The PPP Committee approved the Project and Financial Risk Assessment Report and execution of the Project Agreement between KeNHA and the CRBC-NSSF consortium during its 56th Ordinary meeting held on November 25, 2025.
KeNHA said the decision followed a series of processes conducted under the PPP Act, Cap 430, after the consortium’s proposal was approved to proceed to the Project Development Phase.
“The Evaluation Report, prepared in compliance with Section 43, identified CRBC and NSSF consortium as the Preferred Proponent to undertake the project road section, as per Section 55(1) (d) of the PPP Act,” KeNHA said.
The authority added that the PPP Committee adopted the recommendations of the Evaluation Report during its 48th Extraordinary PPP Committee meeting held on November 10, 2025, identifying CRBC-NSSF as the preferred proponent subject to the fulfilment of conditions outlined in the report.
Following the approval, KeNHA commenced negotiations with the consortium before submitting the Project and Financial Risk Assessment Report together with the initialled Project Agreement to the PPP Directorate for recommendations and later to the PPP Committee for approval.
“Following the initial Project Agreement, the Contracting Authority (KeNHA) signed a Preliminary Works Agreement and subsequently executed the Project Agreement with the Project Proponent (CRBC-NSSF Consortium) to enable the commencement of the Works,” KeNHA said.
Under the agreement, the project will be delivered through a Design, Build, Finance, Operate, Maintain and Transfer (DBFOMT) PPP model, where the private party will finance and undertake the development and operation of the road before handing over the assets to KeNHA at the end of the concession period.

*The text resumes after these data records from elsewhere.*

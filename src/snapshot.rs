//! Render-ready view of a session
//!
//! Front ends (the terminal UI, or anything on the other end of the headless
//! line protocol) only ever see this structure. Keys serialize in camelCase.

use crate::board::Board;
use crate::game::Game;
use crate::mode::PlayMode;
use crate::piece::Direction;
use crate::score::QuadTally;
use crate::tetromino::TetrominoType;
use serde::Serialize;

/// One board cell as a renderer sees it
#[derive(Debug, Clone, Copy, PartialEq, Eq, Serialize)]
pub struct CellView {
    pub filled: bool,
    pub color: Option<&'static str>,
}

/// The falling piece
#[derive(Debug, Clone, PartialEq, Eq, Serialize)]
#[serde(rename_all = "camelCase")]
pub struct PieceView {
    #[serde(rename = "type")]
    pub kind: TetrominoType,
    pub x: i32,
    pub y: i32,
    pub shape: Vec<Vec<u8>>,
    pub direction: Option<Direction>,
}

/// Complete rendering state after one transition
#[derive(Debug, Clone, PartialEq, Eq, Serialize)]
#[serde(rename_all = "camelCase")]
pub struct Snapshot {
    /// The single board, or the DOWN arm in quad mode
    pub board: Vec<Vec<CellView>>,
    /// Quad arms in UP, DOWN, LEFT, RIGHT order
    #[serde(skip_serializing_if = "Option::is_none")]
    pub quad_boards: Option<[Vec<Vec<CellView>>; 4]>,
    pub current_piece: Option<PieceView>,
    pub next_piece: TetrominoType,
    pub next_piece_shape: Vec<Vec<u8>>,
    pub score: u64,
    pub quad_scores: QuadTally,
    pub quad_lines: QuadTally,
    pub level: u32,
    pub lines_cleared: u32,
    pub game_over: bool,
    pub paused: bool,
    pub quad_mode: bool,
    pub quad_direction: Option<Direction>,
}

fn board_view(board: &Board) -> Vec<Vec<CellView>> {
    board
        .rows()
        .map(|row| {
            row.iter()
                .map(|cell| CellView {
                    filled: cell.is_filled(),
                    color: cell.color(),
                })
                .collect()
        })
        .collect()
}

impl Snapshot {
    pub fn capture(game: &Game) -> Self {
        let (quad_boards, quad_scores, quad_lines) = match &game.mode {
            PlayMode::Single(_) => (None, QuadTally::default(), QuadTally::default()),
            PlayMode::Quad(field) => (
                Some(Direction::all().map(|d| board_view(field.arm(d)))),
                field.scores,
                field.lines,
            ),
        };

        Self {
            board: board_view(game.board()),
            quad_boards,
            current_piece: game.active.map(|piece| PieceView {
                kind: piece.kind,
                x: piece.position.x,
                y: piece.position.y,
                shape: piece.shape.to_rows(),
                direction: piece.direction,
            }),
            next_piece: game.next_kind(),
            next_piece_shape: game.next_shape().to_rows(),
            score: game.score(),
            quad_scores,
            quad_lines,
            level: game.level(),
            lines_cleared: game.lines_cleared(),
            game_over: game.is_over(),
            paused: game.is_paused(),
            quad_mode: game.is_quad(),
            quad_direction: game.quad_direction(),
        }
    }
}

impl Game {
    /// Current rendering state
    pub fn snapshot(&self) -> Snapshot {
        Snapshot::capture(self)
    }
}

#[cfg(test)]
mod tests {
    use super::*;
    use crate::board::{BOARD_HEIGHT, BOARD_WIDTH, Cell};
    use crate::game::Action;

    #[test]
    fn test_fresh_snapshot() {
        let game = Game::with_seed(3);
        let snap = game.snapshot();
        assert_eq!(snap.board.len(), BOARD_HEIGHT);
        assert!(snap.board.iter().all(|row| row.len() == BOARD_WIDTH));
        assert!(snap.current_piece.is_none());
        assert!(snap.paused);
        assert!(!snap.game_over);
        assert!(!snap.quad_mode);
        assert!(snap.quad_boards.is_none());
        assert_eq!(snap.next_piece, game.next_kind());
    }

    #[test]
    fn test_filled_cell_has_color() {
        let mut game = Game::with_seed(3);
        game.mode.board_for_mut(None).set(1, 19, Cell::Filled(TetrominoType::L));
        let snap = game.snapshot();
        assert_eq!(
            snap.board[19][1],
            CellView {
                filled: true,
                color: Some("orange")
            }
        );
        assert_eq!(
            snap.board[0][0],
            CellView {
                filled: false,
                color: None
            }
        );
    }

    #[test]
    fn test_quad_snapshot_lists_arms() {
        let mut game = Game::with_options(9, true);
        game.apply(Action::Pause);
        let snap = game.snapshot();
        assert!(snap.quad_mode);
        assert_eq!(snap.quad_boards.as_ref().map(|arms| arms.len()), Some(4));
        assert!(snap.quad_direction.is_some());
        assert_eq!(
            snap.current_piece.as_ref().and_then(|p| p.direction),
            snap.quad_direction
        );
    }

    #[test]
    fn test_json_uses_camel_case() {
        let mut game = Game::with_seed(4);
        game.apply(Action::Pause);
        let json = serde_json::to_value(game.snapshot()).expect("snapshot serializes");
        assert_eq!(json["gameOver"], false);
        assert_eq!(json["linesCleared"], 0);
        assert_eq!(json["quadScores"]["left"], 0);
        assert!(json["currentPiece"]["type"].is_string());
        assert!(json["nextPieceShape"].is_array());
    }
}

The authority said the government’s financial commitments under the project will be limited to those provided for in the Project Agreement, with the project mainly financed by the private party.
“The Government’s financial commitments under the Project Agreement are limited to those expressly provided for therein. The Project is primarily financed by the Private Party, with any Government support being subject to the provisions of the Project Agreement and applicable law,” KeNHA said.
The toll charges will be subject to the terms of the agreement, with any future adjustments requiring government approvals and compliance with regulatory requirements.
“The Project will operate as a toll road. Applicable toll tariff is Sh8, and any future adjustments shall be implemented in accordance with the Project Agreement and applicable Government approvals and regulatory requirements,” KeNHA said.
The Authority noted that the project is expected to improve road safety, reduce travel time and vehicle operating costs, improve connectivity between Nairobi and the Rift Valley region, support trade and tourism and create employment opportunities during construction and operation.
The project will run for 30 years, covering the design, construction, operation and maintenance period, after which the assets will be transferred to KeNHA according to the Project Agreement.
KeNHA said it will monitor the project throughout the concession period to ensure compliance with construction timelines, operational performance indicators, maintenance standards, safety obligations, environmental and social requirements and financial reporting obligations.
“The Private Party will be required to submit periodic reports as stipulated in the Project Agreement,” KeNHA said.
The authority added that upon expiry or termination of the concession, the project assets will be handed back in the condition and quality prescribed under the agreement, taking into account performance standards and remaining asset life.
KeNHA said it remains committed to strictly adhering to the provisions of the PPP Act, Cap 430 and further assured the public that it will endeavour to abide by the provisions of the PPP Act, Cap 430.